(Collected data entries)
·····

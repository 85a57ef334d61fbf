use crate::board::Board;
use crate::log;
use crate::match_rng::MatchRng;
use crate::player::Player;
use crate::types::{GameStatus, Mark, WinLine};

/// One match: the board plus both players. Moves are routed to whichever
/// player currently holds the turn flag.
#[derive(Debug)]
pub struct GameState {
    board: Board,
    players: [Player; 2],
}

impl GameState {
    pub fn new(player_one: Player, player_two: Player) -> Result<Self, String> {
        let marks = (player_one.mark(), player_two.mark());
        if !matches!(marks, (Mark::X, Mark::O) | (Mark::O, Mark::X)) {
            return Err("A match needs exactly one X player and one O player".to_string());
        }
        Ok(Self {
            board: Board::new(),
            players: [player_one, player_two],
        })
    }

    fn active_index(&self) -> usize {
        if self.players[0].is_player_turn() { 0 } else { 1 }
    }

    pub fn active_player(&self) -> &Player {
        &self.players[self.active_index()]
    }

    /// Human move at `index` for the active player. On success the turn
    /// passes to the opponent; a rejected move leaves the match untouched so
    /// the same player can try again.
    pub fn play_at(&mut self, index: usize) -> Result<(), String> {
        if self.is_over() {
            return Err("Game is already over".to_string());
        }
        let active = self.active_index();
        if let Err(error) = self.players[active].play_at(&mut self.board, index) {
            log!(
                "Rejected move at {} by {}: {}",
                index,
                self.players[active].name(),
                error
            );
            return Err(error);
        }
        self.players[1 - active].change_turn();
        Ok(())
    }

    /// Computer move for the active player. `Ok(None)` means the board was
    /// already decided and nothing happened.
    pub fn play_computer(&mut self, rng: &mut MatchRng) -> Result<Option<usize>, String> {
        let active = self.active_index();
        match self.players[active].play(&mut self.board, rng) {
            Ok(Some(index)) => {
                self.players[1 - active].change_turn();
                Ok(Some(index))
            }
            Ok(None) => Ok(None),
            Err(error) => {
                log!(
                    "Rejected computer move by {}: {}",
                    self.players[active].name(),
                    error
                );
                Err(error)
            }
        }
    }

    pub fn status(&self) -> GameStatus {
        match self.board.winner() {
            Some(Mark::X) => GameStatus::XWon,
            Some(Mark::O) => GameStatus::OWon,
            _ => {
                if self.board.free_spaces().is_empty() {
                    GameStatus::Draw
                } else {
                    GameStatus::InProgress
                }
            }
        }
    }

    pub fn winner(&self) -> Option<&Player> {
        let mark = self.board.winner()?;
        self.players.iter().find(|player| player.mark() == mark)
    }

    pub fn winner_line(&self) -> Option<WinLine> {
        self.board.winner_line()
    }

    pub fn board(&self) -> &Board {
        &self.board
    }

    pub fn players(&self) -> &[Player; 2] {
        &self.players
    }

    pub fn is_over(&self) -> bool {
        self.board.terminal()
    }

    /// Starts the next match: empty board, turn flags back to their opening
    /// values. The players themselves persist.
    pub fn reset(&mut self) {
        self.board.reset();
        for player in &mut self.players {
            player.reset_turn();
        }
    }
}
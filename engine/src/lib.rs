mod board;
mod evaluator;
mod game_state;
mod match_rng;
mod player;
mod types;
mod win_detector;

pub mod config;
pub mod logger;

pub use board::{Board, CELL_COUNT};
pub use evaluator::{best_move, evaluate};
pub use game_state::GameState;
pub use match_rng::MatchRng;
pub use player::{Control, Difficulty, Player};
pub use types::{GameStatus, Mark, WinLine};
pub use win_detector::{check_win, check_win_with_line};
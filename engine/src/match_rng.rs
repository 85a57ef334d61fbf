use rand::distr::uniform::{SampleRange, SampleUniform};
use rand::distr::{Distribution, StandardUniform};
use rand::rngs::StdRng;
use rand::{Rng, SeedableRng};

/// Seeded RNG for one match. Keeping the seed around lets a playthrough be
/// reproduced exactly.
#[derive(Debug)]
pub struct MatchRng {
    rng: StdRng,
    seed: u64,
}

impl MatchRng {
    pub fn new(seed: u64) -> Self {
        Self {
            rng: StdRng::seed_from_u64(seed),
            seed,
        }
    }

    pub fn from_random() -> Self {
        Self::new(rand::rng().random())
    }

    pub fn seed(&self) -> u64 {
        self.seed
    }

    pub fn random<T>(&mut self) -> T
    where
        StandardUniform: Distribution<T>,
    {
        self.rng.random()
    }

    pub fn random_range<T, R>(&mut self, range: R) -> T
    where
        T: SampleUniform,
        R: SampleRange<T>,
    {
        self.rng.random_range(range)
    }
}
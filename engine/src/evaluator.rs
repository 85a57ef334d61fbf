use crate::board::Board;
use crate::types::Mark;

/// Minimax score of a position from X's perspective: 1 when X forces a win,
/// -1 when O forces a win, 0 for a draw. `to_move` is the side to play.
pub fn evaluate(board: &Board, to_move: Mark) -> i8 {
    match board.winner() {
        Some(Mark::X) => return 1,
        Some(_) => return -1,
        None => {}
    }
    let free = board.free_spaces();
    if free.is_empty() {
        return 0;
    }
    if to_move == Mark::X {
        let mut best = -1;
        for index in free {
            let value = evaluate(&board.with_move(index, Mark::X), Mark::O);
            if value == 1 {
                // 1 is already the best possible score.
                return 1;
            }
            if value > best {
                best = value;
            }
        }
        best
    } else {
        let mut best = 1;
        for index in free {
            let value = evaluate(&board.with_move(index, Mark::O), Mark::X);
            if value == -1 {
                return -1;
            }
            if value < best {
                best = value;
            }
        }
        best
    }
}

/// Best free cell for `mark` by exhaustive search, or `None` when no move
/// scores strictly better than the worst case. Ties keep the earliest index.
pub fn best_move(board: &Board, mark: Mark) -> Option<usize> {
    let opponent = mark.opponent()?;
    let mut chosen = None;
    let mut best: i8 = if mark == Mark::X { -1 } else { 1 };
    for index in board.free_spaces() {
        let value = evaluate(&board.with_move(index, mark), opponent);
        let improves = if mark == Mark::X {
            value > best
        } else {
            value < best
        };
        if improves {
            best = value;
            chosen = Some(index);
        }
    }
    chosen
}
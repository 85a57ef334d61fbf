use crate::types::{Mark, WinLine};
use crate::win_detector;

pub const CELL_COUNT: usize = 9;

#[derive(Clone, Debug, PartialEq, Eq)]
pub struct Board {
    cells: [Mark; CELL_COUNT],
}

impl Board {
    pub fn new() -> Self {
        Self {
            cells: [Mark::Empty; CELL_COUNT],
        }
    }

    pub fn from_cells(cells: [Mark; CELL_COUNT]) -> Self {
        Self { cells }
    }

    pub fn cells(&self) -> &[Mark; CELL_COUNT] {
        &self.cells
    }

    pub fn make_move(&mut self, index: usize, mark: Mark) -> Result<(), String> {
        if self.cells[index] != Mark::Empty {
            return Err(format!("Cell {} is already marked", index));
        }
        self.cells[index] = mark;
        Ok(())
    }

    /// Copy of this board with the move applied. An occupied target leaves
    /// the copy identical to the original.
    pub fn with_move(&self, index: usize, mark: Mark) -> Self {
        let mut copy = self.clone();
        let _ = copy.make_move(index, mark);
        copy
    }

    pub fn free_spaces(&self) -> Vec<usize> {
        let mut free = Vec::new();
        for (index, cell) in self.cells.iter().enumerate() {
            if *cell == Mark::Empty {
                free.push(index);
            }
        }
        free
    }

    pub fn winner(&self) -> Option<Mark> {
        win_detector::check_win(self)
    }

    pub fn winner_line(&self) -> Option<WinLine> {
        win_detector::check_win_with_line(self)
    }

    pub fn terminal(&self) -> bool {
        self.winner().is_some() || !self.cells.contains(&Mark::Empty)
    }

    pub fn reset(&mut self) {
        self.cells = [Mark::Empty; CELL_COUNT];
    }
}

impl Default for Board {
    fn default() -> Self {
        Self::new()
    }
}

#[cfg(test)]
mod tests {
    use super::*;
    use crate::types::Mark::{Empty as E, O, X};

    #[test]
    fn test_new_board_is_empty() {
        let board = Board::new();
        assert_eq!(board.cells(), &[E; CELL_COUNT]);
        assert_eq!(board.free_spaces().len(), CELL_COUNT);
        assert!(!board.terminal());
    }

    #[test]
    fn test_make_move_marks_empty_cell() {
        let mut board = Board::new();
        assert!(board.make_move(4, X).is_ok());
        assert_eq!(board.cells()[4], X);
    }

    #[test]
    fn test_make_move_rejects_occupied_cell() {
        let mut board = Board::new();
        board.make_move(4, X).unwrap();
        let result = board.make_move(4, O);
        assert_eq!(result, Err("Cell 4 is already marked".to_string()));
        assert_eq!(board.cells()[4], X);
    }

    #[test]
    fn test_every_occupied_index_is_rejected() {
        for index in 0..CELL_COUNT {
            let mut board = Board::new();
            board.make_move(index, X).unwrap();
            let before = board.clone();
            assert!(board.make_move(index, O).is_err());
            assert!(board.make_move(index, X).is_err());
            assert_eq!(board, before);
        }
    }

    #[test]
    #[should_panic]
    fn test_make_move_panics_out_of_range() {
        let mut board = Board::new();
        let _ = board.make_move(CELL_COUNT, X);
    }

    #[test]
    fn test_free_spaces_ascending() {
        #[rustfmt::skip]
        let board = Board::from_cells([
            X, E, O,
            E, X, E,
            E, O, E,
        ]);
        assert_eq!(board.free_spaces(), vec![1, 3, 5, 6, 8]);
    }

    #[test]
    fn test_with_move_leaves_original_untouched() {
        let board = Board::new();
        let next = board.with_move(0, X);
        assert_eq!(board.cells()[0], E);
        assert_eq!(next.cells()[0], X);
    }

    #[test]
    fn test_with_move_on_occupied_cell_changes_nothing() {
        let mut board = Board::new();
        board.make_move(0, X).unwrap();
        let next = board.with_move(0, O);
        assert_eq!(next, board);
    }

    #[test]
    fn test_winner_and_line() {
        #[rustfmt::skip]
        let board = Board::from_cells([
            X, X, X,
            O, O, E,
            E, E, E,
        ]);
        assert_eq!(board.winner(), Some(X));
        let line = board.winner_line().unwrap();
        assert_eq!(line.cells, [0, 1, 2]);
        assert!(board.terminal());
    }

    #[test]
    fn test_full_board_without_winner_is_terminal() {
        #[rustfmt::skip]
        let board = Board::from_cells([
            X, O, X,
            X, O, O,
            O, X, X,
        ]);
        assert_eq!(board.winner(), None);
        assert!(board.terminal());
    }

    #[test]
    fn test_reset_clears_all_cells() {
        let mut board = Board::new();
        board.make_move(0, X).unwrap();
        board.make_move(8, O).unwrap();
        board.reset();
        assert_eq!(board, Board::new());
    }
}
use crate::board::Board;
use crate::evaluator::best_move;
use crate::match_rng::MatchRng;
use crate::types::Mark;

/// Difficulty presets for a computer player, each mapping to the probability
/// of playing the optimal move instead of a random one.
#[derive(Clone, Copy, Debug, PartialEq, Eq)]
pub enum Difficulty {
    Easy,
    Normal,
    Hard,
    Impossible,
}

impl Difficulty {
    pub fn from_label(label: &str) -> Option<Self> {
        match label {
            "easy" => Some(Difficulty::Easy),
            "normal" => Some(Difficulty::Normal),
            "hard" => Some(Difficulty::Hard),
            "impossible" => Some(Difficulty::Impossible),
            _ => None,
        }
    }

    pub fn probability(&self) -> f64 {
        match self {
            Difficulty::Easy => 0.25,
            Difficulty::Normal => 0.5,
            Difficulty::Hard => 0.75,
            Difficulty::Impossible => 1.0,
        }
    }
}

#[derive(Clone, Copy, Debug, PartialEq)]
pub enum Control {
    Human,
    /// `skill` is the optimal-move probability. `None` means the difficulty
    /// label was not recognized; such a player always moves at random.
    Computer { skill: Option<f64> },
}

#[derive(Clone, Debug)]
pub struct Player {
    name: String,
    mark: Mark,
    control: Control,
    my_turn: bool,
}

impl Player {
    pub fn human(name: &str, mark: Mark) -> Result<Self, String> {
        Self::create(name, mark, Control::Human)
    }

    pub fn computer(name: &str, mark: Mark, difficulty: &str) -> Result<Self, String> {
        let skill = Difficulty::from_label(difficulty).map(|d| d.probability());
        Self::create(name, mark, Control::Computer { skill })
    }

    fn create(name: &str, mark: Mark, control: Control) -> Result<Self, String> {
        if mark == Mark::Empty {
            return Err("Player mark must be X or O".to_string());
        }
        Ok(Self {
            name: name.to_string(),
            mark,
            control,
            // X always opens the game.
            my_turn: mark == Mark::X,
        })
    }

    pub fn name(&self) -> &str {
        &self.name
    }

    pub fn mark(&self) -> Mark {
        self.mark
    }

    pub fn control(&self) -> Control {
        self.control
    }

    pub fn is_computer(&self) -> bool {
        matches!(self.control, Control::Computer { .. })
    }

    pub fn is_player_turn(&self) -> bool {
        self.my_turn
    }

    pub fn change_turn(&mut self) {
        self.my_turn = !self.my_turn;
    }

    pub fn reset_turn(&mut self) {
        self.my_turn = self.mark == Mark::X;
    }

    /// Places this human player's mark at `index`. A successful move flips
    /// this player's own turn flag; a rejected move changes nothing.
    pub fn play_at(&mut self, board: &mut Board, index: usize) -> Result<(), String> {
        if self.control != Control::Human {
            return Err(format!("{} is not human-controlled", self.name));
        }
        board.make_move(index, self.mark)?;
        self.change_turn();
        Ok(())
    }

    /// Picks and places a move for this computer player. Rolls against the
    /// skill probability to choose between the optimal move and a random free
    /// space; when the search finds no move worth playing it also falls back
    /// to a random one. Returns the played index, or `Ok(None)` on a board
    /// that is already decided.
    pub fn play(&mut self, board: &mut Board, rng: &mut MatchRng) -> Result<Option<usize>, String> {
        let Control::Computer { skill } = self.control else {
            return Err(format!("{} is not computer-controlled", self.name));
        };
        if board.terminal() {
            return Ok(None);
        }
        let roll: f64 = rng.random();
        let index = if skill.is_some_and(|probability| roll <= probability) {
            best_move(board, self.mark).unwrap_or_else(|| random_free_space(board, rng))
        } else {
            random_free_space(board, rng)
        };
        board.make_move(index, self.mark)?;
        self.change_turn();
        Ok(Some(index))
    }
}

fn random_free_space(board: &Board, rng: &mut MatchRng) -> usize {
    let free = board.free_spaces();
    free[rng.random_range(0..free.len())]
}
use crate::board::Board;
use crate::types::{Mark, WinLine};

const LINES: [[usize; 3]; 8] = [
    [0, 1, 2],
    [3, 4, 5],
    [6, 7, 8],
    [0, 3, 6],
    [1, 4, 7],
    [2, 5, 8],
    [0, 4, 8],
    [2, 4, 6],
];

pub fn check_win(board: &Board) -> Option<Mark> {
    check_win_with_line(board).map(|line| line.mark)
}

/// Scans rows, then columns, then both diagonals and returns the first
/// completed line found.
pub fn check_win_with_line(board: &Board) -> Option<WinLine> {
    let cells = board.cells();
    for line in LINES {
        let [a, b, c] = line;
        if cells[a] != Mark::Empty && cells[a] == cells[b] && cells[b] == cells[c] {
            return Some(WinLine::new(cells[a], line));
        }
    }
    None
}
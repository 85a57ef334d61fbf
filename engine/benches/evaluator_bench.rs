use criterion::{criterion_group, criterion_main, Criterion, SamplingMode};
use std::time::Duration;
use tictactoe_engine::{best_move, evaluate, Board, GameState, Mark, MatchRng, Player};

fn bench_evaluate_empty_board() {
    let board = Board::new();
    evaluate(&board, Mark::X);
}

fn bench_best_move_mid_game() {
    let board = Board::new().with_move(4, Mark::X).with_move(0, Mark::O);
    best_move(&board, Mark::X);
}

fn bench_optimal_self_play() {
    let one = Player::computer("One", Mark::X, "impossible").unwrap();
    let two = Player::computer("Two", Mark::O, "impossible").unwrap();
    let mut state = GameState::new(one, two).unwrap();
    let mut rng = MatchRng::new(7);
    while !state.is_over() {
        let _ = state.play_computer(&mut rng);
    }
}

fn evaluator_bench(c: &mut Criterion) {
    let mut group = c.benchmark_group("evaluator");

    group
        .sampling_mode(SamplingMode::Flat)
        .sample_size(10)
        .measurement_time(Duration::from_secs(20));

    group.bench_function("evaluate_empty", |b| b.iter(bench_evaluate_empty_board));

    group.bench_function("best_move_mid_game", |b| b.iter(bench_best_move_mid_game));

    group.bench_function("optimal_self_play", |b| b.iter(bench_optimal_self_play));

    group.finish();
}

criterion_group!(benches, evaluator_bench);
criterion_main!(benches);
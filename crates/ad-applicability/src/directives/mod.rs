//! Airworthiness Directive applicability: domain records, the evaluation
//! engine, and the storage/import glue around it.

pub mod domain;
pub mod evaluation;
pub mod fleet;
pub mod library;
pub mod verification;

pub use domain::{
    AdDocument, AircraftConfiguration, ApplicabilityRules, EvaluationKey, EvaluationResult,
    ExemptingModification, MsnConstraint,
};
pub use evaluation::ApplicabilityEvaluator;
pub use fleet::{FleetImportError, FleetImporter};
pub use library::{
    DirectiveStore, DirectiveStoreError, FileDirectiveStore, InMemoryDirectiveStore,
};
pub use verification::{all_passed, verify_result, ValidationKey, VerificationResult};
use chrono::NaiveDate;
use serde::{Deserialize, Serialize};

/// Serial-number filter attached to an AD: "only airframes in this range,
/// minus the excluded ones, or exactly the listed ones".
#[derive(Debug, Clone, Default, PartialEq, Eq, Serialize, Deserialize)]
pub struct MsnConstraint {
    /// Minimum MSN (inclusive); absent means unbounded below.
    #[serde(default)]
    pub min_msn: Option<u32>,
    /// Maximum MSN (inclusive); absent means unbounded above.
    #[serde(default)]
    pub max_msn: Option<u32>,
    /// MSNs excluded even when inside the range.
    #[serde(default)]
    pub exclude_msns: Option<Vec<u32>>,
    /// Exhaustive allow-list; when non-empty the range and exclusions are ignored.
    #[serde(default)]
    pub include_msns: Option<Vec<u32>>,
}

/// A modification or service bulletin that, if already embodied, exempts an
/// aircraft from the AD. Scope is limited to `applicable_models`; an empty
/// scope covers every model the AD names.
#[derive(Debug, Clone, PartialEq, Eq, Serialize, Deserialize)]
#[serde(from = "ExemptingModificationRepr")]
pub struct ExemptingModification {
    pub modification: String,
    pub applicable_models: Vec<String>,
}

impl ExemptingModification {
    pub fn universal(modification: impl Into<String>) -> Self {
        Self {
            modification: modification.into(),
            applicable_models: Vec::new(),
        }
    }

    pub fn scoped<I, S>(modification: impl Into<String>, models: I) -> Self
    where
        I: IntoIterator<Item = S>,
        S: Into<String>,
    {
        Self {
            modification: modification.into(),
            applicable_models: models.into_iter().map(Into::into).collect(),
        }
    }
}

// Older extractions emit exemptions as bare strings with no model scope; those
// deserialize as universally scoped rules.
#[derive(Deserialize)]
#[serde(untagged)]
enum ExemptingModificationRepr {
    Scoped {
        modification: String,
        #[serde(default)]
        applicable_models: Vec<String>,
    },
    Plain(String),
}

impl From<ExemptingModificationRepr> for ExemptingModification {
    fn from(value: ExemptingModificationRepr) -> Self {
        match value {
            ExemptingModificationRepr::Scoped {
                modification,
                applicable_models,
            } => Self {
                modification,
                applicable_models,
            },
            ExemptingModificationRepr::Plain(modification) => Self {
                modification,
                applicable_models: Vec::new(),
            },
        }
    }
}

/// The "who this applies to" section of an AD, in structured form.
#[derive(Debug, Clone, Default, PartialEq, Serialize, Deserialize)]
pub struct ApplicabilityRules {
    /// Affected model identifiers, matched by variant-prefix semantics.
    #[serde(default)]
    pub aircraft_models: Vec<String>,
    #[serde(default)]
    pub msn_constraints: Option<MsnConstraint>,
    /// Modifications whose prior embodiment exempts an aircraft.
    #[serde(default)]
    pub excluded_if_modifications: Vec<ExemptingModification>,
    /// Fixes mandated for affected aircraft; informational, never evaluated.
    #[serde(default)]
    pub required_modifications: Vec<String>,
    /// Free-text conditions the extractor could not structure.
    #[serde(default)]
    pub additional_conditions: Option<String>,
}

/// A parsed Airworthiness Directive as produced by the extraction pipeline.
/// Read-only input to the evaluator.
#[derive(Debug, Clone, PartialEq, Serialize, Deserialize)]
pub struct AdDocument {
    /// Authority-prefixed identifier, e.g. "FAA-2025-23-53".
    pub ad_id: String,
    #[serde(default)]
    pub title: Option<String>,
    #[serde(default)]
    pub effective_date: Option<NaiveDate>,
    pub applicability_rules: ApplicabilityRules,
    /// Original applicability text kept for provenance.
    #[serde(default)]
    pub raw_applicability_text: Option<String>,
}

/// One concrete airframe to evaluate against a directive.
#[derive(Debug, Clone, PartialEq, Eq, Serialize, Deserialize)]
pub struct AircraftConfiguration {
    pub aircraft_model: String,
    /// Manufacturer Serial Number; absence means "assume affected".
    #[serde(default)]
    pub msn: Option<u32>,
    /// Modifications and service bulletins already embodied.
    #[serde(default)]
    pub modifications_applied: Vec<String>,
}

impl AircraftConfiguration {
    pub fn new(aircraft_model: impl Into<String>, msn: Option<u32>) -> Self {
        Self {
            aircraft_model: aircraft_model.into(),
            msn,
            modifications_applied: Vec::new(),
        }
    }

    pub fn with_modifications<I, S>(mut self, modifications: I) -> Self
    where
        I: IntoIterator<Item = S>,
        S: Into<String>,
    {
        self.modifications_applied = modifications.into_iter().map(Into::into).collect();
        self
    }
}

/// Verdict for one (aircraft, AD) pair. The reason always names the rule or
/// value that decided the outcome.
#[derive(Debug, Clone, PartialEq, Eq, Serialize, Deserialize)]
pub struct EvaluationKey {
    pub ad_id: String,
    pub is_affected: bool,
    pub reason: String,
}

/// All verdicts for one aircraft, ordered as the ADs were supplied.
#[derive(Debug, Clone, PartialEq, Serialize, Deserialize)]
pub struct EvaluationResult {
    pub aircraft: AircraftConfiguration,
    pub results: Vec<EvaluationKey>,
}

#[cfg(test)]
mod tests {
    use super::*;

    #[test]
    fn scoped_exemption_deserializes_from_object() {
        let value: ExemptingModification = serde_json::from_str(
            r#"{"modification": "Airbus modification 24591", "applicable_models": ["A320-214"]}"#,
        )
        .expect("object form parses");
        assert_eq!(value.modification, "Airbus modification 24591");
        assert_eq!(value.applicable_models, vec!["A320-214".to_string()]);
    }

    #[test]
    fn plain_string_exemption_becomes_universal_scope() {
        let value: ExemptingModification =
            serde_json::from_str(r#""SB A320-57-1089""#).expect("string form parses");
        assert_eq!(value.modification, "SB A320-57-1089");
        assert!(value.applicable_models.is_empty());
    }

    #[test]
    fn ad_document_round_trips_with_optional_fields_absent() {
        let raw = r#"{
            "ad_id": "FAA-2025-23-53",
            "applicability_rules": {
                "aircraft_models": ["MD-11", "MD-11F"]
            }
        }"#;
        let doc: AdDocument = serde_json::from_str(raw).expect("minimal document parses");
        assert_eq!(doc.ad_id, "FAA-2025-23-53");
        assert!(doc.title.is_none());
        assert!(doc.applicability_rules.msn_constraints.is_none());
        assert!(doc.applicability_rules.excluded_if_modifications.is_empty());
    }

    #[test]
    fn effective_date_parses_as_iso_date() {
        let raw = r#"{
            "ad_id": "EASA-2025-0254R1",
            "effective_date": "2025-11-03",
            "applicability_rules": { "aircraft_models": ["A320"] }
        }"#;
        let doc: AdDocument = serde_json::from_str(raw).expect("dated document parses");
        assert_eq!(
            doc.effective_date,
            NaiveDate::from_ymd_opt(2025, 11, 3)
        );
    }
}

·····

**WHAT TO WORK ON:** If the word "next" is on a line above, return that line.

**FINISHED EXERCISE:**
    /// Starts the next match: empty board, turn flags back to their opening
        let next = board.with_move(0, X);
        assert_eq!(next.cells()[0], X);
        let next = board.with_move(0, O);
        assert_eq!(next, board);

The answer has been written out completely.